On Swan Songs: A Night to Remember at Cetrella: Story by Tom Andersen

Story by Tom Andersen

Email Tom: [[email protected]]

Swan’s Songs

The seven -year three- month run of excellent jazz & blues performances at Cetrella in Half Moon Bay came to a rousing close on Friday January 2nd, 2009. Blues vocalist Margie Baker did a superb job as the evening’s featured musician—“No one more appropriate for what may be the final performance here,” Cetrella’s Music Director Michael O’Neill said.

And what a performance it was!

Backed by the piano genius Shota Osabe, and the fine bassist Ruth Davies, Margie Baker delivered on a tour de force doing what she does best, that is, putting her nuanced, informed and soulful mark on everything she sang. We danced to her signature opening song: “Let the Good Times Roll” (enjoying the smile of acknowledgement as we took to the floor.)

It turned into an evening of “Friends of Michael O’Neill.” Kenny Washington returned from vacationing in Big Sur to do several numbers; Nicholas Bearde did a great rendition of “Down Home Blues” after a couple of funny stories of past performance experiences at Cetrella.

They were honored by a packed room, no-bodies leaving, “Everybody” was there for the “swan songs.” Classical pianist  Lisa Spector paid homage to her musical peers, “Eileen and friends from El Granada” had their usual reserved table at the pole position; MCTV’s Connie Malach & friends were having their usual too much fun.

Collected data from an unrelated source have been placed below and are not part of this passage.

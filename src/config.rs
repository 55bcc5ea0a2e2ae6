//! Engine configuration, read once from the environment at startup.

use std::path::PathBuf;
use std::time::Duration;

/// Branch namespace for task branches: `agent/<task-id>`.
pub const BRANCH_PREFIX: &str = "agent";

/// Name of the agent-instructions file injected into repos and worktrees.
/// Excluded from git tracking; never committed.
pub const INSTRUCTIONS_FILE: &str = "AGENT.md";

/// Name of the per-repository experience log.
pub const PROGRESS_FILE: &str = "PROGRESS.md";

/// Ground rules injected into every repo and worktree as `AGENT.md`.
pub const INSTRUCTIONS_TEMPLATE: &str = "\
# Worker instructions

- Your working directory is the task worktree. Never read or write outside it.
- Never modify or delete the `.git` file at the worktree root.
- Commit your work with clear messages; leave the tree clean when you finish.
- Report status changes by POSTing to
  `$MANAGER_URL/api/internal/tasks/$PROJECT_ID/$TASK_ID/status`
  with JSON `{\"status\": \"merging\", \"commit\": \"<sha>\", \"branch\": \"$BRANCH_NAME\"}`
  on success, or `{\"status\": \"failed\", \"error\": \"<reason>\"}` on failure.
- Exit 0 only when a commit is ready to merge.
";

#[derive(Debug, Clone)]
pub struct Config {
    pub worker_count: usize,
    pub port: u16,
    pub data_dir: PathBuf,
    pub worker_image: String,
    pub agent_cmd: String,
    pub agent_api_key: Option<String>,
    pub agent_base_url: Option<String>,
    pub agent_model: Option<String>,
    pub http_proxy: Option<String>,
    pub https_proxy: Option<String>,
    pub no_proxy: Option<String>,
    pub manager_url: String,
    pub task_timeout: Duration,
    pub plan_timeout: Duration,
    /// How long a status callback may trail a container exit.
    pub callback_grace: Duration,
    pub local_repos_root: PathBuf,
    pub dev_mode: bool,
}

impl Default for Config {
    fn default() -> Self {
        Self {
            worker_count: 3,
            port: 8420,
            data_dir: PathBuf::from("./data"),
            worker_image: "shipyard-worker:latest".to_string(),
            agent_cmd: "claude".to_string(),
            agent_api_key: None,
            agent_base_url: None,
            agent_model: None,
            http_proxy: None,
            https_proxy: None,
            no_proxy: None,
            manager_url: "http://host.docker.internal:8420".to_string(),
            task_timeout: Duration::from_secs(1800),
            plan_timeout: Duration::from_secs(300),
            callback_grace: Duration::from_secs(30),
            local_repos_root: PathBuf::from("/mnt/repos"),
            dev_mode: false,
        }
    }
}

fn env_var(key: &str) -> Option<String> {
    std::env::var(key).ok().filter(|v| !v.is_empty())
}

impl Config {
    pub fn from_env() -> Self {
        let defaults = Self::default();
        Self {
            worker_count: env_var("WORKER_COUNT")
                .and_then(|v| v.parse().ok())
                .unwrap_or(defaults.worker_count),
            port: env_var("WEB_PORT")
                .and_then(|v| v.parse().ok())
                .unwrap_or(defaults.port),
            data_dir: env_var("DATA_DIR")
                .map(PathBuf::from)
                .unwrap_or(defaults.data_dir),
            worker_image: env_var("WORKER_IMAGE").unwrap_or(defaults.worker_image),
            agent_cmd: env_var("AGENT_CMD").unwrap_or(defaults.agent_cmd),
            agent_api_key: env_var("AGENT_API_KEY"),
            agent_base_url: env_var("AGENT_BASE_URL"),
            agent_model: env_var("AGENT_MODEL"),
            http_proxy: env_var("HTTP_PROXY"),
            https_proxy: env_var("HTTPS_PROXY"),
            no_proxy: env_var("NO_PROXY"),
            manager_url: env_var("MANAGER_URL").unwrap_or(defaults.manager_url),
            task_timeout: env_var("TASK_TIMEOUT_SECS")
                .and_then(|v| v.parse().ok())
                .map(Duration::from_secs)
                .unwrap_or(defaults.task_timeout),
            plan_timeout: env_var("PLAN_TIMEOUT_SECS")
                .and_then(|v| v.parse().ok())
                .map(Duration::from_secs)
                .unwrap_or(defaults.plan_timeout),
            callback_grace: defaults.callback_grace,
            local_repos_root: env_var("LOCAL_REPOS_ROOT")
                .map(PathBuf::from)
                .unwrap_or(defaults.local_repos_root),
            dev_mode: env_var("SHIPYARD_DEV").is_some_and(|v| v == "1" || v == "true"),
        }
    }

    // Path helpers. The on-disk layout is:
    //   data/projects.json
    //   data/projects/<pid>/tasks.json
    //   data/projects/<pid>/repo/
    //   data/projects/<pid>/worktrees/<wid>/
    //   data/projects/<pid>/logs/<wid>.jsonl

    pub fn registry_file(&self) -> PathBuf {
        self.data_dir.join("projects.json")
    }

    pub fn project_dir(&self, project_id: &str) -> PathBuf {
        self.data_dir.join("projects").join(project_id)
    }

    pub fn tasks_file(&self, project_id: &str) -> PathBuf {
        self.project_dir(project_id).join("tasks.json")
    }

    pub fn repo_dir(&self, project_id: &str) -> PathBuf {
        self.project_dir(project_id).join("repo")
    }

    pub fn worktrees_dir(&self, project_id: &str) -> PathBuf {
        self.project_dir(project_id).join("worktrees")
    }

    pub fn worktree_dir(&self, project_id: &str, worker_id: &str) -> PathBuf {
        self.worktrees_dir(project_id).join(worker_id)
    }

    pub fn logs_dir(&self, project_id: &str) -> PathBuf {
        self.project_dir(project_id).join("logs")
    }

    pub fn worker_log_file(&self, project_id: &str, worker_id: &str) -> PathBuf {
        self.logs_dir(project_id).join(format!("{}.jsonl", worker_id))
    }

    pub fn task_branch(&self, task_id: &str) -> String {
        format!("{}/{}", BRANCH_PREFIX, task_id)
    }
}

The band played their hearts out! They played overtime, and did a much clamored for encore of “When the Saints Go Marching In”, which had us up and dancing right off, followed by a spontaneous samba line that involved most of the people in the room, amid much whoops, cheers, and applause.

At the break I went to wash my hands, leaving the packed and energized room to travel through the dining area, which was empty.

All in all, it was the musical equivalent of the perpetual re-emerging Persian rug dealer with yet another “going out of business sale”. The cultural and community treasure of Michael’s jazz venue at Cetrella should have one of these every week from now on.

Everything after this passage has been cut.